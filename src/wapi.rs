// Copyright (c) 2025 Erick Bourgeois, firestoned
// SPDX-License-Identifier: MIT

//! WAPI HTTP adapter.
//!
//! [`WapiClient`] implements [`RecordClient`] over the NIOS WAPI REST API with
//! `reqwest`. It is a thin adapter: one HTTP request per call, no retries, no
//! timeout of its own. 404 answers map to [`ClientError::NotFound`]; every other
//! failure keeps its kind (HTTP status, timeout, transport, decode).
//!
//! # Example
//!
//! ```rust,no_run
//! use nios_provider::config::ProviderSettings;
//! use nios_provider::wapi::WapiClient;
//!
//! # fn example() -> anyhow::Result<()> {
//! let config = ProviderSettings::from_env().resolve()?;
//! let client = WapiClient::new(&config)?;
//! # Ok(())
//! # }
//! ```

use crate::client::{RecordClient, RequestOptions};
use crate::config::ProviderConfig;
use crate::constants::{
    PARAM_RETURN_AS_OBJECT, PARAM_RETURN_FIELDS, RECORD_A_OBJECT_TYPE, WAPI_PATH_PREFIX,
};
use crate::errors::ClientError;
use crate::filter::RecordFilter;
use crate::identity::object_key;
use crate::wire::{objects_from_payload, unwrap_result, WireObject};
use anyhow::{bail, Context, Result};
use async_trait::async_trait;
use base64::engine::general_purpose::STANDARD;
use base64::Engine;
use reqwest::header::AUTHORIZATION;
use reqwest::{Client as HttpClient, Method, StatusCode};
use serde_json::Value as Json;
use tracing::{debug, error, info};
use url::Url;

/// Build the WAPI base URL, e.g. `https://gm.example.com/wapi/v2.13.6/`.
///
/// # Errors
///
/// Returns an error if the host URL cannot be parsed or cannot carry a path.
pub fn build_base_url(host_url: &str, wapi_version: &str) -> Result<Url> {
    let host = host_url.trim_end_matches('/');
    let url = Url::parse(&format!("{host}/{WAPI_PATH_PREFIX}/{wapi_version}/"))
        .with_context(|| format!("Invalid NIOS host URL '{host_url}'"))?;
    if url.cannot_be_a_base() {
        bail!("NIOS host URL '{host_url}' cannot carry a path");
    }
    Ok(url)
}

/// `Authorization` header value for a `username:password` credential.
#[must_use]
pub fn basic_authorization(credential: &str) -> String {
    format!("Basic {}", STANDARD.encode(credential))
}

/// WAPI client for one object type.
#[derive(Debug, Clone)]
pub struct WapiClient {
    http: HttpClient,
    base_url: Url,
    authorization: String,
    object_type: &'static str,
}

impl WapiClient {
    /// Create a client for DNS A records.
    ///
    /// # Errors
    ///
    /// Returns an error if the base URL is invalid or the HTTP client cannot be built.
    pub fn new(config: &ProviderConfig) -> Result<Self> {
        let http = HttpClient::builder()
            .user_agent(config.client_name.clone())
            .build()
            .context("Failed to build HTTP client")?;
        Self::with_http_client(config, http)
    }

    /// Create a client that sends requests through `http`.
    ///
    /// # Errors
    ///
    /// Returns an error if the base URL is invalid.
    pub fn with_http_client(config: &ProviderConfig, http: HttpClient) -> Result<Self> {
        Ok(Self {
            http,
            base_url: build_base_url(&config.host_url, &config.wapi_version)?,
            authorization: basic_authorization(&config.auth),
            object_type: RECORD_A_OBJECT_TYPE,
        })
    }

    /// Base URL all requests are relative to.
    #[must_use]
    pub fn base_url(&self) -> &Url {
        &self.base_url
    }

    fn collection_url(&self) -> Url {
        let mut url = self.base_url.clone();
        if let Ok(mut segments) = url.path_segments_mut() {
            segments.pop_if_empty().push(self.object_type);
        }
        url
    }

    fn object_url(&self, identity: &str) -> Url {
        let mut url = self.collection_url();
        if let Ok(mut segments) = url.path_segments_mut() {
            segments.push(object_key(self.object_type, identity));
        }
        url
    }

    fn with_query(mut url: Url, filter: Option<&RecordFilter>, options: &RequestOptions) -> Url {
        let mut pairs = filter.map(RecordFilter::query_pairs).unwrap_or_default();
        if !options.return_fields.is_empty() {
            pairs.push((PARAM_RETURN_FIELDS.to_string(), options.return_fields.join(",")));
        }
        if options.return_as_object {
            pairs.push((PARAM_RETURN_AS_OBJECT.to_string(), "1".to_string()));
        }
        if !pairs.is_empty() {
            url.query_pairs_mut().extend_pairs(pairs);
        }
        url
    }

    async fn send(
        &self,
        method: Method,
        url: Url,
        body: Option<&WireObject>,
    ) -> Result<String, ClientError> {
        info!(
            method = %method,
            url = %url,
            body = ?body,
            "WAPI request"
        );

        let mut request = self
            .http
            .request(method.clone(), url.clone())
            .header(AUTHORIZATION, self.authorization.as_str());
        if let Some(body) = body {
            request = request.json(body);
        }

        let response = request
            .send()
            .await
            .map_err(|e| transport_error(&url, &e))?;
        let status = response.status();

        if status == StatusCode::NOT_FOUND {
            debug!(method = %method, url = %url, "WAPI object not found");
            return Err(ClientError::NotFound {
                reference: url.path().to_string(),
            });
        }

        if !status.is_success() {
            let body = response
                .text()
                .await
                .unwrap_or_else(|_| "Unknown error".to_string());
            error!(
                method = %method,
                url = %url,
                status = %status,
                error = %body,
                "WAPI request failed"
            );
            return Err(ClientError::Http {
                status: status.as_u16(),
                body,
            });
        }

        let text = response
            .text()
            .await
            .map_err(|e| transport_error(&url, &e))?;

        debug!(
            method = %method,
            url = %url,
            status = %status,
            response_len = text.len(),
            "WAPI request successful"
        );

        Ok(text)
    }
}

fn transport_error(url: &Url, error: &reqwest::Error) -> ClientError {
    if error.is_timeout() {
        ClientError::Timeout {
            url: url.to_string(),
        }
    } else {
        ClientError::Transport {
            url: url.to_string(),
            reason: error.to_string(),
        }
    }
}

fn parse_payload(url: &Url, text: &str, options: &RequestOptions) -> Result<Json, ClientError> {
    let decode = |reason: String| ClientError::Decode {
        url: url.to_string(),
        reason,
    };
    let payload: Json = serde_json::from_str(text).map_err(|e| decode(e.to_string()))?;
    if options.return_as_object {
        unwrap_result(payload).map_err(decode)
    } else {
        Ok(payload)
    }
}

fn decode_object(
    url: &Url,
    text: &str,
    options: &RequestOptions,
) -> Result<WireObject, ClientError> {
    let payload = parse_payload(url, text, options)?;
    WireObject::from_payload(payload).map_err(|reason| ClientError::Decode {
        url: url.to_string(),
        reason,
    })
}

#[async_trait]
impl RecordClient for WapiClient {
    async fn get(
        &self,
        identity: &str,
        options: &RequestOptions,
    ) -> Result<WireObject, ClientError> {
        let url = Self::with_query(self.object_url(identity), None, options);
        let text = self.send(Method::GET, url.clone(), None).await?;
        decode_object(&url, &text, options)
    }

    async fn create(
        &self,
        object: &WireObject,
        options: &RequestOptions,
    ) -> Result<WireObject, ClientError> {
        let url = Self::with_query(self.collection_url(), None, options);
        let text = self.send(Method::POST, url.clone(), Some(object)).await?;
        decode_object(&url, &text, options)
    }

    async fn replace(
        &self,
        identity: &str,
        object: &WireObject,
        options: &RequestOptions,
    ) -> Result<WireObject, ClientError> {
        let url = Self::with_query(self.object_url(identity), None, options);
        let text = self.send(Method::PUT, url.clone(), Some(object)).await?;
        decode_object(&url, &text, options)
    }

    async fn delete(&self, identity: &str) -> Result<(), ClientError> {
        self.send(Method::DELETE, self.object_url(identity), None)
            .await
            .map(|_| ())
    }

    async fn list(
        &self,
        filter: &RecordFilter,
        options: &RequestOptions,
    ) -> Result<Vec<WireObject>, ClientError> {
        let url = Self::with_query(self.collection_url(), Some(filter), options);
        let text = self.send(Method::GET, url.clone(), None).await?;
        let payload = parse_payload(&url, &text, options)?;
        objects_from_payload(payload).map_err(|reason| ClientError::Decode {
            url: url.to_string(),
            reason,
        })
    }
}
// Copyright (c) 2025 Erick Bourgeois, firestoned
// SPDX-License-Identifier: MIT

//! Unit tests for diagnostics module

#[cfg(test)]
mod tests {
    use crate::diagnostics::*;

    #[test]
    fn test_warning_is_not_error() {
        let mut diagnostics = Diagnostics::new();
        diagnostics.push(Diagnostic::warning("Deprecated", "use something else"));

        assert!(!diagnostics.has_error());
        assert!(!diagnostics.is_empty());
    }

    #[test]
    fn test_attribute_error_display() {
        let diagnostic =
            Diagnostic::attribute_error("ttl", "Invalid Attribute Combination", "needs use_ttl");
        assert!(diagnostic.is_error());
        assert_eq!(
            diagnostic.to_string(),
            "Invalid Attribute Combination (ttl): needs use_ttl"
        );
    }

    #[test]
    fn test_for_attribute_filters() {
        let mut diagnostics = Diagnostics::new();
        diagnostics.push(Diagnostic::attribute_error("ttl", "A", "a"));
        diagnostics.push(Diagnostic::attribute_error("use_ttl", "B", "b"));
        diagnostics.push(Diagnostic::error("C", "c"));

        assert_eq!(diagnostics.for_attribute("ttl").count(), 1);
        assert_eq!(diagnostics.len(), 3);
        assert!(diagnostics.has_error());
    }

    #[test]
    fn test_display_joins_entries() {
        let mut diagnostics: Diagnostics = Diagnostic::error("A", "first").into();
        let mut more = Diagnostics::new();
        more.push(Diagnostic::error("B", "second"));
        diagnostics.extend(more);

        assert_eq!(diagnostics.to_string(), "A: first; B: second");
        let summaries: Vec<String> = diagnostics.into_iter().map(|d| d.summary).collect();
        assert_eq!(summaries, vec!["A", "B"]);
    }
}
####
## WHAT YOU NEED TO DO
Restate, please, word for word the span of records running from the first line to the line bearing "pub fn build_base_url(host_url: &str, wapi_version: &str)", both included, and nothing outside it.

## REPLY TO THE EXERCISE
filename src/wapi.rs
// Copyright (c) 2025 Erick Bourgeois, firestoned
// SPDX-License-Identifier: MIT

//! WAPI HTTP adapter.
//!
//! [`WapiClient`] implements [`RecordClient`] over the NIOS WAPI REST API with
//! `reqwest`. It is a thin adapter: one HTTP request per call, no retries, no
//! timeout of its own. 404 answers map to [`ClientError::NotFound`]; every other
//! failure keeps its kind (HTTP status, timeout, transport, decode).
//!
//! # Example
//!
//! ```rust,no_run
//! use nios_provider::config::ProviderSettings;
//! use nios_provider::wapi::WapiClient;
//!
//! # fn example() -> anyhow::Result<()> {
//! let config = ProviderSettings::from_env().resolve()?;
//! let client = WapiClient::new(&config)?;
//! # Ok(())
//! # }
//! ```

use crate::client::{RecordClient, RequestOptions};
use crate::config::ProviderConfig;
use crate::constants::{
    PARAM_RETURN_AS_OBJECT, PARAM_RETURN_FIELDS, RECORD_A_OBJECT_TYPE, WAPI_PATH_PREFIX,
};
use crate::errors::ClientError;
use crate::filter::RecordFilter;
use crate::identity::object_key;
use crate::wire::{objects_from_payload, unwrap_result, WireObject};
use anyhow::{bail, Context, Result};
use async_trait::async_trait;
use base64::engine::general_purpose::STANDARD;
use base64::Engine;
use reqwest::header::AUTHORIZATION;
use reqwest::{Client as HttpClient, Method, StatusCode};
use serde_json::Value as Json;
use tracing::{debug, error, info};
use url::Url;

/// Build the WAPI base URL, e.g. `https://gm.example.com/wapi/v2.13.6/`.
///
/// # Errors
///
/// Returns an error if the host URL cannot be parsed or cannot carry a path.
pub fn build_base_url(host_url: &str, wapi_version: &str) -> Result<Url> {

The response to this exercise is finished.